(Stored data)

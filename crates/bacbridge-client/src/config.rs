//! Bridge timing and sizing configuration.

use crate::BridgeError;
use serde::{Deserialize, Serialize};
use std::time::Duration;

/// Timing constants and limits for discovery, import and subscriptions.
///
/// Every field has a default, so an empty JSON object is a valid config.
#[derive(Debug, Clone, PartialEq, Serialize, Deserialize)]
#[serde(default)]
pub struct BridgeConfig {
    /// Instance of the local BACnet device; excluded from discovery results.
    pub local_instance: Option<u32>,
    pub discovery_timeout_secs: f64,
    /// Wait for the global-broadcast fallback when the first Who-Is is silent.
    pub global_discovery_timeout_secs: f64,
    pub read_timeout_secs: f64,
    pub object_list_read_timeout_secs: f64,
    pub bulk_read_timeout_secs: f64,
    pub write_timeout_secs: f64,
    /// Maximum object-list entries inspected per device.
    pub point_scan_limit: u32,
    /// Object-list entries searched for a network-port object.
    pub network_port_scan_limit: u32,
    pub cov_lease_secs: u32,
    pub cov_retry_floor_secs: f64,
    pub cov_retry_cap_secs: f64,
    /// Process-identifier offsets tried when a context already exists.
    pub cov_offset_attempts: u32,
    pub cov_close_timeout_secs: f64,
    pub rescan_min_interval_secs: f64,
    pub refresh_min_interval_secs: f64,
    pub diagnostics_interval_secs: f64,
    pub rediscovery_interval_secs: f64,
    /// Command priority for commandable outputs.
    pub write_priority: u8,
}

impl Default for BridgeConfig {
    fn default() -> Self {
        Self {
            local_instance: None,
            discovery_timeout_secs: 3.0,
            global_discovery_timeout_secs: 5.0,
            read_timeout_secs: 2.5,
            object_list_read_timeout_secs: 0.6,
            bulk_read_timeout_secs: 6.0,
            write_timeout_secs: 2.5,
            point_scan_limit: 128,
            network_port_scan_limit: 16,
            cov_lease_secs: 300,
            cov_retry_floor_secs: 10.0,
            cov_retry_cap_secs: 300.0,
            cov_offset_attempts: 3,
            cov_close_timeout_secs: 2.0,
            rescan_min_interval_secs: 10.0,
            refresh_min_interval_secs: 55.0,
            diagnostics_interval_secs: 60.0,
            rediscovery_interval_secs: 60.0,
            write_priority: 16,
        }
    }
}

fn secs(value: f64) -> Duration {
    Duration::from_secs_f64(value)
}

impl BridgeConfig {
    /// Rejects values that would make timers panic or requests meaningless.
    pub fn validate(&self) -> Result<(), BridgeError> {
        let durations = [
            ("discovery_timeout_secs", self.discovery_timeout_secs),
            ("global_discovery_timeout_secs", self.global_discovery_timeout_secs),
            ("read_timeout_secs", self.read_timeout_secs),
            ("object_list_read_timeout_secs", self.object_list_read_timeout_secs),
            ("bulk_read_timeout_secs", self.bulk_read_timeout_secs),
            ("write_timeout_secs", self.write_timeout_secs),
            ("cov_retry_floor_secs", self.cov_retry_floor_secs),
            ("cov_retry_cap_secs", self.cov_retry_cap_secs),
            ("cov_close_timeout_secs", self.cov_close_timeout_secs),
            ("rescan_min_interval_secs", self.rescan_min_interval_secs),
            ("refresh_min_interval_secs", self.refresh_min_interval_secs),
            ("diagnostics_interval_secs", self.diagnostics_interval_secs),
            ("rediscovery_interval_secs", self.rediscovery_interval_secs),
        ];
        for (name, value) in durations {
            if !value.is_finite() || value <= 0.0 || value > 86_400.0 {
                return Err(BridgeError::Config(format!(
                    "{name} must be between 0 and 86400 seconds, got {value}"
                )));
            }
        }
        if self.cov_retry_cap_secs < self.cov_retry_floor_secs {
            return Err(BridgeError::Config(
                "cov_retry_cap_secs must not be below cov_retry_floor_secs".into(),
            ));
        }
        if !(1..=16).contains(&self.write_priority) {
            return Err(BridgeError::Config(format!(
                "write_priority must be 1..=16, got {}",
                self.write_priority
            )));
        }
        if self.point_scan_limit == 0 || self.cov_lease_secs == 0 || self.cov_offset_attempts == 0 {
            return Err(BridgeError::Config(
                "point_scan_limit, cov_lease_secs and cov_offset_attempts must be positive".into(),
            ));
        }
        Ok(())
    }

    pub fn discovery_timeout(&self) -> Duration {
        secs(self.discovery_timeout_secs)
    }

    pub fn global_discovery_timeout(&self) -> Duration {
        secs(self.global_discovery_timeout_secs)
    }

    pub fn read_timeout(&self) -> Duration {
        secs(self.read_timeout_secs)
    }

    pub fn object_list_read_timeout(&self) -> Duration {
        secs(self.object_list_read_timeout_secs)
    }

    pub fn bulk_read_timeout(&self) -> Duration {
        secs(self.bulk_read_timeout_secs)
    }

    pub fn write_timeout(&self) -> Duration {
        secs(self.write_timeout_secs)
    }

    pub fn cov_lease(&self) -> Duration {
        Duration::from_secs(u64::from(self.cov_lease_secs))
    }

    pub fn cov_retry_floor(&self) -> Duration {
        secs(self.cov_retry_floor_secs)
    }

    pub fn cov_retry_cap(&self) -> Duration {
        secs(self.cov_retry_cap_secs)
    }

    pub fn cov_close_timeout(&self) -> Duration {
        secs(self.cov_close_timeout_secs)
    }

    pub fn rescan_min_interval(&self) -> Duration {
        secs(self.rescan_min_interval_secs)
    }

    pub fn refresh_min_interval(&self) -> Duration {
        secs(self.refresh_min_interval_secs)
    }

    pub fn diagnostics_interval(&self) -> Duration {
        secs(self.diagnostics_interval_secs)
    }

    pub fn rediscovery_interval(&self) -> Duration {
        secs(self.rediscovery_interval_secs)
    }
}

» **Action item**
Please transcribe the data above without changes, from its first line to its "#[serde(default)]" line, and leave out anything past that.

» **Result for this exercise**
filename crates/bacbridge-client/src/config.rs
//! Bridge timing and sizing configuration.

use crate::BridgeError;
use serde::{Deserialize, Serialize};
use std::time::Duration;

/// Timing constants and limits for discovery, import and subscriptions.
///
/// Every field has a default, so an empty JSON object is a valid config.
#[derive(Debug, Clone, PartialEq, Serialize, Deserialize)]
#[serde(default)]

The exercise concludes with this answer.